The e-commerce giant has been increasing its presence in the state in recent years, and securing renewable energy along with that growth in line with Amazon Web Service's goal of using 100% renewable energy. As a large and growing employer in Ohio, Amazon's interest in renewable energy, particularly wind, has drawn political support from Gov. John Kasich for the state's renewable energy and energy efficiency standards amid opposition from portions of the Legislature.
The letter, organized and published by nuclear and environmental advocacy group Environmental Progress, apparently looks to draw on Amazon's corporate influence for support of two FirstEnergy nuclear plants, Davis-Besse and Perry, which have been struggling financially for years within Ohio's competitive wholesale power market. Over the past three years, FirstEnergy and its utility holding companies have made a number of failed legislative proposals to support the plants; most recently, in early March, the company asked state lawmakers for "zero emission credits" for the generation facilities.
Notably, signatories of the May 9 letter addressed to Amazon CEO Jeff Bezos are exclusively individuals such as university professors and local leaders.

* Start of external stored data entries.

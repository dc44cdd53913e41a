//! 汎用ツールチップコンポーネント
//!
//! トリガーのホバー中だけ、指定した辺に沿って吹き出しを表示する

use leptos::*;

use crate::utils::listeners::DomListener;

/// トリガーと吹き出しの間隔（px）
const TOOLTIP_GAP: f64 = 8.0;

/// 吹き出しを出す辺
#[derive(Debug, Clone, Copy, PartialEq, Eq, Default)]
pub enum TooltipPosition {
    #[default]
    Top,
    Bottom,
    Left,
    Right,
}

/// トリガー矩形（top, left, width, height）から吹き出しの基準点を求める
fn label_anchor(position: TooltipPosition, top: f64, left: f64, width: f64, height: f64) -> (f64, f64) {
    match position {
        TooltipPosition::Top => (top - TOOLTIP_GAP, left + width / 2.0),
        TooltipPosition::Bottom => (top + height + TOOLTIP_GAP, left + width / 2.0),
        TooltipPosition::Left => (top + height / 2.0, left - TOOLTIP_GAP),
        TooltipPosition::Right => (top + height / 2.0, left + width + TOOLTIP_GAP),
    }
}

/// 基準点から見た吹き出し自身のずらし方
fn label_transform(position: TooltipPosition) -> &'static str {
    match position {
        TooltipPosition::Top | TooltipPosition::Bottom => "translate(-50%, -100%)",
        TooltipPosition::Left => "translate(-100%, -50%)",
        TooltipPosition::Right => "translate(0, -50%)",
    }
}

/// 汎用ツールチップ
///
/// 吹き出しはPortalでbody直下に描画するため、祖先のoverflowに切られない。
/// 位置の再計算は表示中のscroll/resizeのみで行う
#[component]
pub fn Tooltip(
    /// 表示テキスト
    text: String,
    #[prop(optional)] position: TooltipPosition,
    children: Children,
) -> impl IntoView {
    let (visible, set_visible) = create_signal(false);
    let (coords, set_coords) = create_signal((0.0_f64, 0.0_f64));
    let trigger_ref = create_node_ref::<html::Span>();

    let update_position = move || {
        let Some(el) = trigger_ref.get_untracked() else {
            return;
        };
        let rect = el.get_bounding_client_rect();
        set_coords.set(label_anchor(
            position,
            rect.top(),
            rect.left(),
            rect.width(),
            rect.height(),
        ));
    };

    // 表示中だけscroll（キャプチャ）とresizeを購読して追従させる
    let listeners = store_value(Vec::<DomListener>::new());
    create_effect(move |_| {
        if visible.get() {
            update_position();
            let mut subs = Vec::new();
            if let Some(l) = DomListener::window("scroll", true, move |_| update_position()) {
                subs.push(l);
            }
            if let Some(l) = DomListener::window("resize", false, move |_| update_position()) {
                subs.push(l);
            }
            listeners.set_value(subs);
        } else {
            listeners.set_value(Vec::new());
        }
    });
    on_cleanup(move || listeners.set_value(Vec::new()));

    view! {
        <span
            class="tooltip-trigger"
            node_ref=trigger_ref
            on:mouseenter=move |_| set_visible.set(true)
            on:mouseleave=move |_| set_visible.set(false)
        >
            {children()}
            {move || {
                let text = text.clone();
                visible.get().then(|| view! {
                    <Portal>
                        <div
                            class="tooltip-overlay"
                            style=move || {
                                let (top, left) = coords.get();
                                format!(
                                    "top: {}px; left: {}px; transform: {};",
                                    top, left, label_transform(position)
                                )
                            }
                        >
                            <div class="tooltip-label">{text.clone()}</div>
                        </div>
                    </Portal>
                })
            }}
        </span>
    }
}

#[cfg(test)]
mod tests {
    use super::*;

    // 矩形: top=100, left=200, width=40, height=20

    #[test]
    fn test_anchor_top_and_bottom_center_horizontally() {
        assert_eq!(
            label_anchor(TooltipPosition::Top, 100.0, 200.0, 40.0, 20.0),
            (92.0, 220.0)
        );
        assert_eq!(
            label_anchor(TooltipPosition::Bottom, 100.0, 200.0, 40.0, 20.0),
            (128.0, 220.0)
        );
    }

    #[test]
    fn test_anchor_left_and_right_center_vertically() {
        assert_eq!(
            label_anchor(TooltipPosition::Left, 100.0, 200.0, 40.0, 20.0),
            (110.0, 192.0)
        );
        assert_eq!(
            label_anchor(TooltipPosition::Right, 100.0, 200.0, 40.0, 20.0),
            (110.0, 248.0)
        );
    }

    #[test]
    fn test_transform_matches_side() {
        assert_eq!(label_transform(TooltipPosition::Top), "translate(-50%, -100%)");
        assert_eq!(label_transform(TooltipPosition::Bottom), "translate(-50%, -100%)");
        assert_eq!(label_transform(TooltipPosition::Left), "translate(-100%, -50%)");
        assert_eq!(label_transform(TooltipPosition::Right), "translate(0, -50%)");
    }
}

"Thanks to your leadership, Amazon.com has created thousands of jobs in Ohio fulfillment centers, and invested heavily in wind farms in Ohio," the letter reads. "We are writing to urge you to expand Amazon's commitment to clean energy and job creation by including nuclear energy in Amazon’s definition of renewables. Doing so would save Ohio's nuclear plants, Davis-Besse and Perry, which provide 90 percent of Ohio's electricity from clean energy, and 1,400 high-paying green jobs."